How I built a startup while working full-time in Finance - andyokdj
http://andypickens.tumblr.com/post/19345391305/how-i-built-a-startup-while-working-full-time-in
======
reason
Congrats on launching! I can sort of relate with trying to pull off ideas on
the side in a field completely unrelated to computer science as someone who
wasn't bred from a young age to program. It's definitely hard, and I commend
you for putting in the hours and the effort.

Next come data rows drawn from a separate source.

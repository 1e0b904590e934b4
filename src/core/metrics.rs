use crate::domain::ports::TrafficSimulation;
use crate::utils::error::Result;
use serde::{Deserialize, Serialize};
use std::collections::{HashMap, HashSet};

#[derive(Debug, Clone, Copy, PartialEq, Eq, Default, Serialize, Deserialize)]
#[serde(rename_all = "snake_case")]
pub enum StopAccounting {
    /// 每一步低於門檻都累加
    #[default]
    Cumulative,
    /// 只計第一次停車，車輛再次移動後不再累加
    FirstStop,
}

#[derive(Debug, Clone)]
struct StopEntry {
    stopped_time: f64,
    still_stopped: bool,
}

/// 每輛車的停車時間，依第一次出現的順序輸出
#[derive(Debug, Clone)]
pub struct StopTimeTracker {
    threshold: f64,
    accounting: StopAccounting,
    order: Vec<String>,
    entries: HashMap<String, StopEntry>,
}

impl StopTimeTracker {
    pub fn new(threshold: f64, accounting: StopAccounting) -> Self {
        Self {
            threshold,
            accounting,
            order: Vec::new(),
            entries: HashMap::new(),
        }
    }

    pub fn observe(&mut self, vehicle_id: &str, speed: f64, delta_t: f64) {
        let stopped = speed < self.threshold;

        match self.entries.get_mut(vehicle_id) {
            None => {
                if stopped {
                    let initial = match self.accounting {
                        StopAccounting::Cumulative => delta_t,
                        StopAccounting::FirstStop => 0.0,
                    };
                    self.order.push(vehicle_id.to_string());
                    self.entries.insert(
                        vehicle_id.to_string(),
                        StopEntry {
                            stopped_time: initial,
                            still_stopped: true,
                        },
                    );
                }
            }
            Some(entry) => match self.accounting {
                StopAccounting::Cumulative => {
                    if stopped {
                        entry.stopped_time += delta_t;
                    }
                }
                StopAccounting::FirstStop => {
                    if !stopped {
                        entry.still_stopped = false;
                    } else if entry.still_stopped {
                        entry.stopped_time += delta_t;
                    }
                }
            },
        }
    }

    pub async fn observe_step<S: TrafficSimulation + ?Sized>(
        &mut self,
        sim: &mut S,
        delta_t: f64,
    ) -> Result<()> {
        for vehicle_id in sim.vehicle_ids().await? {
            let speed = sim.vehicle_speed(&vehicle_id).await?;
            self.observe(&vehicle_id, speed, delta_t);
        }
        Ok(())
    }

    pub fn stop_times(&self) -> Vec<(String, f64)> {
        self.order
            .iter()
            .filter_map(|id| self.entries.get(id).map(|e| (id.clone(), e.stopped_time)))
            .collect()
    }

    pub fn total(&self) -> f64 {
        self.entries.values().map(|e| e.stopped_time).sum()
    }

    pub fn len(&self) -> usize {
        self.order.len()
    }

    pub fn is_empty(&self) -> bool {
        self.order.is_empty()
    }
}

/// 每步累加所有車輛的等待時間，最後除以出現過的車輛數
#[derive(Debug, Clone, Default)]
pub struct WaitingTimeTracker {
    total_wait: f64,
    vehicles: HashSet<String>,
}

impl WaitingTimeTracker {
    pub fn new() -> Self {
        Self::default()
    }

    pub fn record(&mut self, vehicle_id: &str, waiting_time: f64) {
        if !self.vehicles.contains(vehicle_id) {
            self.vehicles.insert(vehicle_id.to_string());
        }
        self.total_wait += waiting_time;
    }

    pub async fn observe_step<S: TrafficSimulation + ?Sized>(&mut self, sim: &mut S) -> Result<()> {
        for vehicle_id in sim.vehicle_ids().await? {
            let wait = sim.vehicle_waiting_time(&vehicle_id).await?;
            self.record(&vehicle_id, wait);
        }
        Ok(())
    }

    pub fn vehicle_count(&self) -> usize {
        self.vehicles.len()
    }

    pub fn total_wait(&self) -> f64 {
        self.total_wait
    }

    pub fn average(&self) -> f64 {
        if self.vehicles.is_empty() {
            0.0
        } else {
            self.total_wait / self.vehicles.len() as f64
        }
    }
}
#[test]
fn test_no_traffic_lights_is_reported() {
    struct Empty(ScriptedSimulation);

    #[async_trait]
    impl TrafficSimulation for Empty {
        async fn start(&mut self) -> traffic_rl::Result<()> {
            self.0.start().await
        }
        async fn close(&mut self) -> traffic_rl::Result<()> {
            self.0.close().await
        }
        async fn simulation_step(&mut self) -> traffic_rl::Result<()> {
            self.0.simulation_step().await
        }
        async fn traffic_light_ids(&mut self) -> traffic_rl::Result<Vec<String>> {
            Ok(Vec::new())
        }
        async fn controlled_lanes(&mut self, tls_id: &str) -> traffic_rl::Result<Vec<String>> {
            self.0.controlled_lanes(tls_id).await
        }
        async fn program(&mut self, tls_id: &str) -> traffic_rl::Result<TlsProgram> {
            self.0.program(tls_id).await
        }
        async fn phase(&mut self, tls_id: &str) -> traffic_rl::Result<usize> {
            self.0.phase(tls_id).await
        }
        async fn set_phase(&mut self, tls_id: &str, phase: usize) -> traffic_rl::Result<()> {
            self.0.set_phase(tls_id, phase).await
        }
        async fn lane_halting_number(&mut self, lane_id: &str) -> traffic_rl::Result<u32> {
            self.0.lane_halting_number(lane_id).await
        }
        async fn lane_waiting_time(&mut self, lane_id: &str) -> traffic_rl::Result<f64> {
            self.0.lane_waiting_time(lane_id).await
        }
        async fn colliding_vehicles_number(&mut self) -> traffic_rl::Result<u32> {
            self.0.colliding_vehicles_number().await
        }
        async fn vehicle_ids(&mut self) -> traffic_rl::Result<Vec<String>> {
            self.0.vehicle_ids().await
        }
        async fn vehicle_speed(&mut self, vehicle_id: &str) -> traffic_rl::Result<f64> {
            self.0.vehicle_speed(vehicle_id).await
        }
        async fn vehicle_waiting_time(&mut self, vehicle_id: &str) -> traffic_rl::Result<f64> {
            self.0.vehicle_waiting_time(vehicle_id).await
        }
        async fn delta_t(&mut self) -> traffic_rl::Result<f64> {
            self.0.delta_t().await
        }
        async fn min_expected_number(&mut self) -> traffic_rl::Result<u32> {
            self.0.min_expected_number().await
        }
    }

    let temp_dir = TempDir::new().unwrap();
    let storage = LocalStorage::new(temp_dir.path().to_string_lossy().into_owned());
    let mut trainer = Trainer::new(
        Empty(ScriptedSimulation::new(None)),
        storage,
        AgentSettings::default(),
        TrainingSettings {
            episodes: 1,
            training_log: None,
            ..Default::default()
        },
    );
    let err = tokio_test::block_on(trainer.run()).unwrap_err();
    assert!(matches!(err, TrafficError::NoTrafficLights));

    let (sim, _, _) = trainer.into_parts();
    assert_eq!(sim.0.closed, 1);
}
use crate::core::discretize::{state_key, StateBins};
use crate::core::lanes::{group_lanes, unique_lanes, LaneOrder};
use crate::domain::model::Direction;
use crate::domain::ports::TrafficSimulation;
use crate::utils::error::{Result, TrafficError};
use serde::{Deserialize, Serialize};
use std::collections::HashMap;

/// 聯合代理人在 Q 表檔案中的名稱
pub const JOINT_AGENT: &str = "__joint__";

#[derive(Debug, Clone, Copy, PartialEq, Eq, Default, Serialize, Deserialize)]
#[serde(rename_all = "snake_case")]
pub enum AgentMode {
    /// 只控制模擬器回報的第一個號誌
    #[default]
    Single,
    /// 每個號誌一個代理人、一張 Q 表
    Independent,
    /// 一個代理人控制全部號誌，動作為各號誌時相的笛卡兒積
    Joint,
}

#[derive(Debug, Clone, Copy, PartialEq, Eq, Default, Serialize, Deserialize)]
#[serde(rename_all = "snake_case")]
pub enum StateEncoding {
    #[default]
    PerLane,
    /// 目前時相 + 各方向停等車數總和
    Grouped,
}

#[derive(Debug, Clone, Copy, PartialEq, Eq, Default, Serialize, Deserialize)]
#[serde(rename_all = "snake_case")]
pub enum RewardKind {
    #[default]
    HaltReduction,
    WaitReduction,
    MeanHalts,
}

#[derive(Debug, Clone, PartialEq)]
pub struct AgentSettings {
    pub mode: AgentMode,
    pub state: StateEncoding,
    pub lane_order: LaneOrder,
    pub bins: StateBins,
    pub reward: RewardKind,
    pub phase_change_penalty: f64,
    pub collision_penalty: Option<f64>,
    pub min_green: usize,
    pub green_phases_only: bool,
    pub max_joint_actions: usize,
}

impl Default for AgentSettings {
    fn default() -> Self {
        Self {
            mode: AgentMode::Single,
            state: StateEncoding::PerLane,
            lane_order: LaneOrder::Insertion,
            bins: StateBins::default(),
            reward: RewardKind::HaltReduction,
            phase_change_penalty: 0.1,
            collision_penalty: None,
            min_green: 0,
            green_phases_only: false,
            max_joint_actions: 4096,
        }
    }
}

/// 代理人控制的一個號誌
#[derive(Debug, Clone)]
pub struct TlsMember {
    pub tls_id: String,
    pub lanes: Vec<String>,
    pub groups: Vec<(Direction, Vec<String>)>,
    pub n_phases: usize,
    pub current_phase: usize,
}

/// 一次觀測：狀態鍵與計算獎勵需要的原始量
#[derive(Debug, Clone, PartialEq)]
pub struct Observation {
    pub key: String,
    pub total_halts: f64,
    pub waits: HashMap<String, f64>,
    pub group_count: usize,
}

#[derive(Debug, Clone)]
pub struct Agent {
    pub name: String,
    pub members: Vec<TlsMember>,
    pub n_actions: usize,
    pub state_key: String,
    pub action: usize,
    pub phase_changed: bool,
    pub last_change: usize,
    pub total_reward: f64,
    prev_total_halts: f64,
    prev_waits: HashMap<String, f64>,
}

impl Agent {
    fn new(name: String, members: Vec<TlsMember>, n_actions: usize) -> Self {
        Self {
            name,
            members,
            n_actions,
            state_key: String::new(),
            action: 0,
            phase_changed: false,
            last_change: 0,
            total_reward: 0.0,
            prev_total_halts: 0.0,
            prev_waits: HashMap::new(),
        }
    }

    pub fn action_sizes(&self) -> Vec<usize> {
        self.members.iter().map(|m| m.n_phases).collect()
    }

    /// 目前實際時相對應的動作索引
    pub fn current_action(&self) -> usize {
        let phases: Vec<usize> = self.members.iter().map(|m| m.current_phase).collect();
        encode_action(&phases, &self.action_sizes())
    }

    pub fn hold_active(&self, step: usize, min_green: usize) -> bool {
        min_green > 0 && step.saturating_sub(self.last_change) < min_green
    }

    pub async fn observe<S: TrafficSimulation + ?Sized>(
        &self,
        sim: &mut S,
        settings: &AgentSettings,
    ) -> Result<Observation> {
        let mut state = Vec::new();
        let mut total_halts = 0.0;
        let mut waits = HashMap::new();
        let mut group_count = 0;

        for member in &self.members {
            let mut halts = HashMap::with_capacity(member.lanes.len());
            for lane in &member.lanes {
                let count = sim.lane_halting_number(lane).await?;
                total_halts += f64::from(count);
                halts.insert(lane.as_str(), count);
                if settings.reward == RewardKind::WaitReduction {
                    waits.insert(lane.clone(), sim.lane_waiting_time(lane).await?);
                }
            }
            group_count += member.groups.len();

            match settings.state {
                StateEncoding::PerLane => {
                    state.extend(member.lanes.iter().map(|l| settings.bins.bin(halts[l.as_str()])));
                }
                StateEncoding::Grouped => {
                    state.push(member.current_phase);
                    state.extend(member.groups.iter().map(|(_, lanes)| {
                        let sum: u32 = lanes.iter().map(|l| halts[l.as_str()]).sum();
                        settings.bins.bin(sum)
                    }));
                }
            }
        }

        Ok(Observation {
            key: state_key(&state),
            total_halts,
            waits,
            group_count,
        })
    }

    /// 回合開始時記錄初始狀態，作為第一次獎勵的基準
    pub fn reset_baseline(&mut self, obs: &Observation) {
        self.state_key = obs.key.clone();
        self.prev_total_halts = obs.total_halts;
        self.prev_waits = obs.waits.clone();
        self.total_reward = 0.0;
        self.last_change = 0;
        self.phase_changed = false;
    }

    pub fn reward(&mut self, obs: &Observation, settings: &AgentSettings) -> f64 {
        let base = match settings.reward {
            RewardKind::HaltReduction => self.prev_total_halts - obs.total_halts,
            RewardKind::WaitReduction => obs
                .waits
                .iter()
                .map(|(lane, cur)| self.prev_waits.get(lane).copied().unwrap_or(0.0) - cur)
                .sum(),
            RewardKind::MeanHalts => -(obs.total_halts / obs.group_count.max(1) as f64),
        };
        self.prev_total_halts = obs.total_halts;
        self.prev_waits = obs.waits.clone();

        if self.phase_changed {
            base - settings.phase_change_penalty
        } else {
            base
        }
    }

    /// 套用動作；`green_phases_only` 時奇數時相（黃/紅轉換）不送給模擬器
    pub async fn apply<S: TrafficSimulation + ?Sized>(
        &mut self,
        sim: &mut S,
        action: usize,
        step: usize,
        hold: bool,
        settings: &AgentSettings,
    ) -> Result<()> {
        let phases = decode_action(action, &self.action_sizes());
        self.phase_changed = self
            .members
            .iter()
            .zip(&phases)
            .any(|(m, &p)| m.current_phase != p);

        for (member, &phase) in self.members.iter().zip(&phases) {
            if settings.green_phases_only && phase % 2 == 1 {
                tracing::debug!(
                    "Skipping transition phase {} for {}",
                    phase,
                    member.tls_id
                );
                continue;
            }
            sim.set_phase(&member.tls_id, phase).await?;
        }

        if self.phase_changed && !hold {
            self.last_change = step;
        }
        self.action = action;
        Ok(())
    }

    /// 決策間隔結束後讀回實際時相
    pub async fn refresh_phases<S: TrafficSimulation + ?Sized>(&mut self, sim: &mut S) -> Result<()> {
        for member in &mut self.members {
            member.current_phase = sim.phase(&member.tls_id).await?;
        }
        Ok(())
    }
}

/// 混合進位編碼，最後一個號誌變化最快（與 itertools.product 相同順序）
pub fn encode_action(phases: &[usize], sizes: &[usize]) -> usize {
    phases
        .iter()
        .zip(sizes)
        .fold(0, |acc, (&p, &n)| acc * n + p.min(n.saturating_sub(1)))
}

pub fn decode_action(mut action: usize, sizes: &[usize]) -> Vec<usize> {
    let mut phases = vec![0; sizes.len()];
    for (slot, &n) in phases.iter_mut().zip(sizes).rev() {
        if n == 0 {
            continue;
        }
        *slot = action % n;
        action /= n;
    }
    phases
}

async fn build_member<S: TrafficSimulation + ?Sized>(
    sim: &mut S,
    tls_id: &str,
    settings: &AgentSettings,
) -> Result<TlsMember> {
    let controlled = sim.controlled_lanes(tls_id).await?;
    let lanes = unique_lanes(&controlled, settings.lane_order);
    let groups = group_lanes(&lanes);
    let program = sim.program(tls_id).await?;
    if program.phase_count() == 0 {
        return Err(TrafficError::simulation(format!(
            "Traffic light '{}' has no phases",
            tls_id
        )));
    }
    let current_phase = sim.phase(tls_id).await?;

    tracing::info!(
        "🚦 {}: {} controlled lanes, {} phases",
        tls_id,
        lanes.len(),
        program.phase_count()
    );

    Ok(TlsMember {
        tls_id: tls_id.to_string(),
        lanes,
        groups,
        n_phases: program.phase_count(),
        current_phase,
    })
}

pub async fn build_agents<S: TrafficSimulation + ?Sized>(
    sim: &mut S,
    tls_ids: &[String],
    settings: &AgentSettings,
) -> Result<Vec<Agent>> {
    let first = tls_ids.first().ok_or(TrafficError::NoTrafficLights)?;

    match settings.mode {
        AgentMode::Single => {
            let member = build_member(sim, first, settings).await?;
            let n = member.n_phases;
            Ok(vec![Agent::new(first.clone(), vec![member], n)])
        }
        AgentMode::Independent => {
            let mut agents = Vec::with_capacity(tls_ids.len());
            for tls_id in tls_ids {
                let member = build_member(sim, tls_id, settings).await?;
                let n = member.n_phases;
                agents.push(Agent::new(tls_id.clone(), vec![member], n));
            }
            Ok(agents)
        }
        AgentMode::Joint => {
            let mut members = Vec::with_capacity(tls_ids.len());
            for tls_id in tls_ids {
                members.push(build_member(sim, tls_id, settings).await?);
            }
            let n_actions = members
                .iter()
                .try_fold(1usize, |acc, m| acc.checked_mul(m.n_phases))
                .filter(|&n| n <= settings.max_joint_actions)
                .ok_or_else(|| TrafficError::ConfigError {
                    message: format!(
                        "Joint action space over {} traffic lights exceeds agent.max_joint_actions ({})",
                        members.len(),
                        settings.max_joint_actions
                    ),
                })?;
            tracing::info!("🔗 Joint agent with {} actions", n_actions);
            Ok(vec![Agent::new(JOINT_AGENT.to_string(), members, n_actions)])
        }
    }
}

As for the product: It's a neat idea. I think it'd be cool if you actually
gave people on Facebook and promoters in general a small cut of some sort of
revenue. It'd give users two incentives, both monetary and social (being known
for discovering great undercover bands). Have users compete to be the best
'agents'.

Don't mind the haters – it's the growing trend 'round here on HN. If you're
not a CS guy, you don't deserve much, basically. That's even more so for
people working in business. But you've done far more than the people here can
claim to have done.

Best of luck!

Edit: What made you settle for that one idea? Was it the only one you had, or
did you choose it from a list of others you were entertaining? I imagine
working in an industry like Finance you haven't got much time to play around
with ideas left-and-right, so there's a bit more calculation in picking an
idea to move forward with.

------
upthedale
This doesn't really address any practical issues you faced in holding down a
full-time job whilst also building the startup.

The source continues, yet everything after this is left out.